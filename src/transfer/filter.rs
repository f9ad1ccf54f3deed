//! Filename filter for remote listings

use std::fmt;

use glob::Pattern;

/// Glob over a bare file name: `*`, `?` and `[...]` classes.
#[derive(Clone, PartialEq, Eq)]
pub struct FilterPattern {
    pattern: Pattern,
}

impl FilterPattern {
    pub const DEFAULT: &'static str = "*.*";

    pub fn new(pattern: &str) -> Result<Self, glob::PatternError> {
        Ok(Self {
            pattern: Pattern::new(pattern)?,
        })
    }

    pub fn matches(&self, name: &str) -> bool {
        self.pattern.matches(name)
    }

    pub fn as_str(&self) -> &str {
        self.pattern.as_str()
    }
}

impl Default for FilterPattern {
    fn default() -> Self {
        Self {
            // "*.*" is a literal valid pattern
            pattern: Pattern::new(Self::DEFAULT).unwrap_or_default(),
        }
    }
}

impl fmt::Debug for FilterPattern {
    fn fmt(&self, f: &mut fmt::Formatter<'_>) -> fmt::Result {
        f.debug_tuple("FilterPattern").field(&self.as_str()).finish()
    }
}

impl fmt::Display for FilterPattern {
    fn fmt(&self, f: &mut fmt::Formatter<'_>) -> fmt::Result {
        f.write_str(self.as_str())
    }
}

Exercise: Without adding anything, say how many lines in the listing above include the string "FilterPattern".

Result of the task: 6